Saturday, November 1, 2008

And another thing...


As a result of extreme exploitation, many words and phrases in the gastronomic lexicon have turned into little more than tired, hackneyed clichés, to be used by PR officers only. Take gastropub, comfort food and even poor old delicious; so distorted is their meaning today that to include them on a menu or even in a restaurant review is lazy (and usually insincere). But to see a phrase that at one time was laden with such noble intention turned into nothing more than off-pat blurb is truly depressing.

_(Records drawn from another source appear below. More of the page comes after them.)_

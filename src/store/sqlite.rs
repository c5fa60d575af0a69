//! SQLite-backed membership store.
//!
//! Each call opens its own connection and runs inside a `BEGIN IMMEDIATE`
//! transaction, which takes the write lock before the first read. That makes
//! the read-then-write compound operations linearizable. A transaction that
//! is not committed rolls back on drop, so a failed step leaves nothing
//! behind.

use rusqlite::{params, Connection, OptionalExtension, TransactionBehavior};
use std::path::PathBuf;
use std::time::Duration;

use crate::error::{Error, Result};

use super::{FrontChange, Identity, LegacyStore, MembershipStore, UpsertOutcome, SUPPORT_KEY};

const SCHEMA: &str = r#"
CREATE TABLE IF NOT EXISTS stack_members (
    channel TEXT NOT NULL,
    identity TEXT NOT NULL,
    score REAL NOT NULL,
    PRIMARY KEY (channel, identity)
);
CREATE INDEX IF NOT EXISTS idx_stack_members_order ON stack_members(channel, score, identity);
CREATE TABLE IF NOT EXISTS legacy_stacks (
    channel TEXT NOT NULL,
    position INTEGER NOT NULL,
    entry TEXT NOT NULL,
    PRIMARY KEY (channel, position)
);
CREATE TABLE IF NOT EXISTS support_markers (
    key TEXT PRIMARY KEY,
    value INTEGER NOT NULL
);
"#;

/// Durable store in a single SQLite file.
#[derive(Debug, Clone)]
pub struct SqliteStore {
    path: PathBuf,
    busy_timeout: Duration,
}

impl SqliteStore {
    /// Open (and create if needed) the database at `path`.
    pub fn open(path: impl Into<PathBuf>, busy_timeout: Duration) -> Result<Self> {
        let path = path.into();
        if let Some(parent) = path.parent() {
            if !parent.as_os_str().is_empty() {
                std::fs::create_dir_all(parent)?;
            }
        }

        let store = Self { path, busy_timeout };
        let conn = store.connect()?;
        let mode: String = conn
            .query_row("PRAGMA journal_mode = WAL", [], |row| row.get(0))
            .map_err(|e| Error::store("sqlite journal mode", e))?;
        conn.execute_batch(SCHEMA)
            .map_err(|e| Error::store("sqlite init", e))?;

        tracing::debug!("Opened sqlite store {} (journal_mode={})", store.path.display(), mode);
        Ok(store)
    }

    fn connect(&self) -> Result<Connection> {
        let conn = Connection::open(&self.path).map_err(|e| Error::store("sqlite open", e))?;
        conn.busy_timeout(self.busy_timeout)
            .map_err(|e| Error::store("sqlite busy timeout", e))?;
        Ok(conn)
    }

    /// Run `f` inside an immediate transaction and commit it.
    fn atomically<T, F>(&self, op: &str, f: F) -> Result<T>
    where
        F: FnOnce(&Connection) -> Result<T>,
    {
        let mut conn = self.connect()?;
        let tx = conn
            .transaction_with_behavior(TransactionBehavior::Immediate)
            .map_err(|e| Error::store(op, e))?;
        let out = f(&*tx)?;
        tx.commit().map_err(|e| Error::store(op, e))?;
        Ok(out)
    }
}

fn sweep_in(conn: &Connection, channel: &str, horizon: f64) -> Result<usize> {
    let removed = conn
        .execute(
            "DELETE FROM stack_members WHERE channel = ?1 AND score < ?2",
            params![channel, horizon],
        )
        .map_err(|e| Error::store("sqlite sweep", e))?;
    if removed > 0 {
        tracing::debug!("Swept {} expired member(s) from {}", removed, channel);
    }
    Ok(removed)
}

fn members_in(conn: &Connection, channel: &str) -> Result<Vec<Identity>> {
    let mut stmt = conn
        .prepare_cached(
            "SELECT identity FROM stack_members WHERE channel = ?1 ORDER BY score ASC, identity ASC",
        )
        .map_err(|e| Error::store("sqlite prepare members", e))?;
    let rows = stmt
        .query_map(params![channel], |row| row.get::<_, String>(0))
        .map_err(|e| Error::store("sqlite query members", e))?;

    let mut members = Vec::new();
    for row in rows {
        members.push(Identity::new(row.map_err(|e| Error::store("sqlite read member", e))?));
    }
    Ok(members)
}

fn front_in(conn: &Connection, channel: &str) -> Result<Option<Identity>> {
    conn.query_row(
        "SELECT identity FROM stack_members WHERE channel = ?1 ORDER BY score ASC, identity ASC LIMIT 1",
        params![channel],
        |row| row.get::<_, String>(0),
    )
    .optional()
    .map(|front| front.map(Identity::new))
    .map_err(|e| Error::store("sqlite query front", e))
}

fn upsert_in(conn: &Connection, channel: &str, identity: &Identity, score: f64) -> Result<UpsertOutcome> {
    let members = members_in(conn, channel)?;
    let replaced = members.contains(identity);
    let predecessors = members.into_iter().filter(|m| m != identity).collect();

    conn.execute(
        "INSERT INTO stack_members (channel, identity, score) VALUES (?1, ?2, ?3)
         ON CONFLICT(channel, identity) DO UPDATE SET score = excluded.score",
        params![channel, identity.as_str(), score],
    )
    .map_err(|e| Error::store("sqlite upsert", e))?;

    Ok(UpsertOutcome {
        predecessors,
        replaced,
    })
}

fn remove_in(conn: &Connection, channel: &str, identity: &Identity) -> Result<FrontChange> {
    let was_front = front_in(conn, channel)?.as_ref() == Some(identity);

    conn.execute(
        "DELETE FROM stack_members WHERE channel = ?1 AND identity = ?2",
        params![channel, identity.as_str()],
    )
    .map_err(|e| Error::store("sqlite remove", e))?;

    if !was_front {
        return Ok(FrontChange::Unchanged);
    }
    Ok(match front_in(conn, channel)? {
        Some(next) => FrontChange::Succeeded(next),
        None => FrontChange::Emptied,
    })
}

impl MembershipStore for SqliteStore {
    fn sweep(&self, channel: &str, horizon: f64) -> Result<usize> {
        self.atomically("sqlite sweep", |conn| sweep_in(conn, channel, horizon))
    }

    fn snapshot(&self, channel: &str, horizon: f64) -> Result<Vec<Identity>> {
        self.atomically("sqlite snapshot", |conn| {
            sweep_in(conn, channel, horizon)?;
            members_in(conn, channel)
        })
    }

    fn upsert_and_capture_predecessors(
        &self,
        channel: &str,
        identity: &Identity,
        score: f64,
        horizon: f64,
    ) -> Result<UpsertOutcome> {
        self.atomically("sqlite upsert", |conn| {
            sweep_in(conn, channel, horizon)?;
            upsert_in(conn, channel, identity, score)
        })
    }

    fn remove_and_capture_front_successor(
        &self,
        channel: &str,
        identity: &Identity,
        horizon: f64,
    ) -> Result<FrontChange> {
        self.atomically("sqlite remove", |conn| {
            sweep_in(conn, channel, horizon)?;
            remove_in(conn, channel, identity)
        })
    }

    fn requeue(
        &self,
        channel: &str,
        identity: &Identity,
        score: f64,
        horizon: f64,
    ) -> Result<(FrontChange, UpsertOutcome)> {
        self.atomically("sqlite requeue", |conn| {
            sweep_in(conn, channel, horizon)?;
            let front = remove_in(conn, channel, identity)?;
            let upsert = upsert_in(conn, channel, identity, score)?;
            Ok((front, upsert))
        })
    }

    fn rank_zero(&self, channel: &str, identity: &Identity, horizon: f64) -> Result<bool> {
        self.atomically("sqlite rank zero", |conn| {
            sweep_in(conn, channel, horizon)?;
            Ok(front_in(conn, channel)?.as_ref() == Some(identity))
        })
    }

    fn clear(&self, channel: &str) -> Result<()> {
        let conn = self.connect()?;
        conn.execute("DELETE FROM stack_members WHERE channel = ?1", params![channel])
            .map_err(|e| Error::store("sqlite clear", e))?;
        Ok(())
    }

    fn channels(&self) -> Result<Vec<String>> {
        let conn = self.connect()?;
        let mut stmt = conn
            .prepare("SELECT DISTINCT channel FROM stack_members ORDER BY channel")
            .map_err(|e| Error::store("sqlite prepare channels", e))?;
        let rows = stmt
            .query_map([], |row| row.get::<_, String>(0))
            .map_err(|e| Error::store("sqlite query channels", e))?;
        rows.collect::<std::result::Result<Vec<_>, _>>()
            .map_err(|e| Error::store("sqlite read channels", e))
    }
}

impl LegacyStore for SqliteStore {
    fn legacy_channels(&self) -> Result<Vec<String>> {
        let conn = self.connect()?;
        let mut stmt = conn
            .prepare("SELECT DISTINCT channel FROM legacy_stacks ORDER BY channel")
            .map_err(|e| Error::store("sqlite prepare legacy channels", e))?;
        let rows = stmt
            .query_map([], |row| row.get::<_, String>(0))
            .map_err(|e| Error::store("sqlite query legacy channels", e))?;
        rows.collect::<std::result::Result<Vec<_>, _>>()
            .map_err(|e| Error::store("sqlite read legacy channels", e))
    }

    fn read_legacy(&self, channel: &str) -> Result<Vec<String>> {
        let conn = self.connect()?;
        let mut stmt = conn
            .prepare("SELECT entry FROM legacy_stacks WHERE channel = ?1 ORDER BY position ASC")
            .map_err(|e| Error::store("sqlite prepare legacy", e))?;
        let rows = stmt
            .query_map(params![channel], |row| row.get::<_, String>(0))
            .map_err(|e| Error::store("sqlite query legacy", e))?;
        rows.collect::<std::result::Result<Vec<_>, _>>()
            .map_err(|e| Error::store("sqlite read legacy", e))
    }

    fn push_legacy(&self, channel: &str, entry: &str) -> Result<()> {
        self.atomically("sqlite push legacy", |conn| {
            conn.execute(
                "INSERT INTO legacy_stacks (channel, position, entry)
                 SELECT ?1, COALESCE(MAX(position) + 1, 0), ?2 FROM legacy_stacks WHERE channel = ?1",
                params![channel, entry],
            )
            .map_err(|e| Error::store("sqlite push legacy", e))?;
            Ok(())
        })
    }

    fn replace_legacy(&self, channel: &str, entries: &[(Identity, f64)]) -> Result<()> {
        self.atomically("sqlite replace legacy", |conn| {
            let existing: i64 = conn
                .query_row(
                    "SELECT COUNT(*) FROM stack_members WHERE channel = ?1",
                    params![channel],
                    |row| row.get(0),
                )
                .map_err(|e| Error::store("sqlite count members", e))?;
            if existing > 0 {
                return Err(Error::MigrationConflict {
                    channel: channel.to_string(),
                    reason: format!("{} scored member(s) already present", existing),
                });
            }

            conn.execute("DELETE FROM legacy_stacks WHERE channel = ?1", params![channel])
                .map_err(|e| Error::store("sqlite delete legacy", e))?;

            let mut insert = conn
                .prepare_cached(
                    "INSERT INTO stack_members (channel, identity, score) VALUES (?1, ?2, ?3)",
                )
                .map_err(|e| Error::store("sqlite prepare migrate", e))?;
            for (identity, score) in entries {
                insert
                    .execute(params![channel, identity.as_str(), score])
                    .map_err(|e| Error::store("sqlite migrate member", e))?;
            }
            Ok(())
        })
    }

    fn support_marker(&self) -> Result<bool> {
        let conn = self.connect()?;
        let count: i64 = conn
            .query_row(
                "SELECT COUNT(*) FROM support_markers WHERE key = ?1",
                params![SUPPORT_KEY],
                |row| row.get(0),
            )
            .map_err(|e| Error::store("sqlite read marker", e))?;
        Ok(count > 0)
    }

    fn set_support_marker(&self) -> Result<()> {
        let conn = self.connect()?;
        conn.execute(
            "INSERT INTO support_markers (key, value) VALUES (?1, 1)
             ON CONFLICT(key) DO UPDATE SET value = value + 1",
            params![SUPPORT_KEY],
        )
        .map_err(|e| Error::store("sqlite set marker", e))?;
        Ok(())
    }
}

#[cfg(test)]
mod tests {
    use super::*;
    use crate::store::conformance;
    use std::sync::Arc;
    use tempfile::TempDir;

    fn open(dir: &TempDir) -> SqliteStore {
        SqliteStore::open(dir.path().join("stacks.db"), Duration::from_secs(5)).unwrap()
    }

    #[test]
    fn test_upsert_orders_by_score() {
        let dir = TempDir::new().unwrap();
        conformance::upsert_orders_by_score(&open(&dir));
    }

    #[test]
    fn test_upsert_moves_existing_to_back() {
        let dir = TempDir::new().unwrap();
        conformance::upsert_moves_existing_to_back(&open(&dir));
    }

    #[test]
    fn test_ties_break_by_identity() {
        let dir = TempDir::new().unwrap();
        conformance::ties_break_by_identity(&open(&dir));
    }

    #[test]
    fn test_remove_reports_front_succession() {
        let dir = TempDir::new().unwrap();
        conformance::remove_reports_front_succession(&open(&dir));
    }

    #[test]
    fn test_expired_entries_never_count() {
        let dir = TempDir::new().unwrap();
        conformance::expired_entries_never_count(&open(&dir));
    }

    #[test]
    fn test_requeue_is_one_step() {
        let dir = TempDir::new().unwrap();
        conformance::requeue_is_one_step(&open(&dir));
    }

    #[test]
    fn test_clear_and_channels() {
        let dir = TempDir::new().unwrap();
        conformance::clear_and_channels(&open(&dir));
    }

    #[test]
    fn test_legacy_roundtrip() {
        let dir = TempDir::new().unwrap();
        conformance::legacy_roundtrip(&open(&dir));
    }

    #[test]
    fn test_legacy_conflict_leaves_data() {
        let dir = TempDir::new().unwrap();
        conformance::legacy_conflict_leaves_data(&open(&dir));
    }

    #[test]
    fn test_concurrent_joins_stay_unique() {
        let dir = TempDir::new().unwrap();
        conformance::concurrent_joins_stay_unique(Arc::new(open(&dir)));
    }

    #[test]
    fn test_data_survives_reopen() {
        let dir = TempDir::new().unwrap();
        {
            let store = open(&dir);
            store
                .upsert_and_capture_predecessors("room", &Identity::new("a"), 1.0, 0.0)
                .unwrap();
            store.set_support_marker().unwrap();
        }

        let store = open(&dir);
        assert_eq!(store.snapshot("room", 0.0).unwrap(), vec![Identity::new("a")]);
        assert!(store.support_marker().unwrap());
    }
}
//! Telegram bot client - simple polling version.

use std::sync::Arc;

use teloxide::prelude::*;
use teloxide::types::BotCommand;

use crate::core::Dispatcher;
use crate::error::Error;
use crate::stack::RosterDirectory;

use super::handler::handle_message;

/// Run the telegram bot using simple polling until interrupted.
pub async fn run_telegram_daemon(
    token: String,
    dispatcher: Arc<Dispatcher>,
    roster: Arc<RosterDirectory>,
) -> Result<(), Error> {
    tracing::info!("Starting Telegram bot...");

    let bot = Bot::new(token);
    let me = bot
        .get_me()
        .await
        .map_err(|e| Error::Telegram(format!("token rejected: {}", e)))?;
    tracing::info!("Logged in as @{}", me.username());

    if let Err(e) = bot
        .set_my_commands(vec![
            BotCommand::new("stack", "Join the stack (stack show|list|clear|help)"),
            BotCommand::new("unstack", "Leave the stack"),
            BotCommand::new("restack", "Move to the back of the stack"),
            BotCommand::new("stacks", "Show or clear the stack"),
        ])
        .await
    {
        tracing::warn!("Failed to set commands: {}", e);
    }

    tracing::info!("Telegram bot commands set");

    teloxide::repl(bot, move |bot: Bot, msg: Message| {
        let dispatcher = dispatcher.clone();
        let roster = roster.clone();
        async move { handle_message(bot, msg, dispatcher, roster).await }
    })
    .await;

    tracing::info!("Telegram bot stopped");
    Ok(())
}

Until fairly recently, a statement promising locally sourced, largely organic food was a reliable indicator that you were about to feast on a plate laden with good taste. But increasingly, noble intentions seem to have been lost in translation. Last week, I was served ‘spring lamb’ garnished with ‘local’ asparagus, followed by a ‘seasonal’ fruit salad that contained pineapples, papaya and pomegranate seeds at a ‘gastropub’ (see what I mean?) that claims extremely saintly credentials. Elsewhere on the menu, I couldn’t help drawing attention to mahi mahi that ain’t never gonna be found swimming around the Cornish coast, no matter how dire Al Gore’s predictions. Indeed, the inconvenient truth on Planet Food is that some restaurateurs are casting a very wide net when it comes to local and/or sustainable sourcing, while others are striving harder than ever support local producers. While not everybody who eats out wants a side-order of ethics served up with every morsel on the plate, the vast majority of people don’t want to be lied to, either.

When it comes to the reputation of any eatery, one rotten apple has the potential to ruin the whole barrel. If you’re served slices mango in your ‘seasonal’ crumble this autumn, do the honourable thing and quietly remind the chef where we live.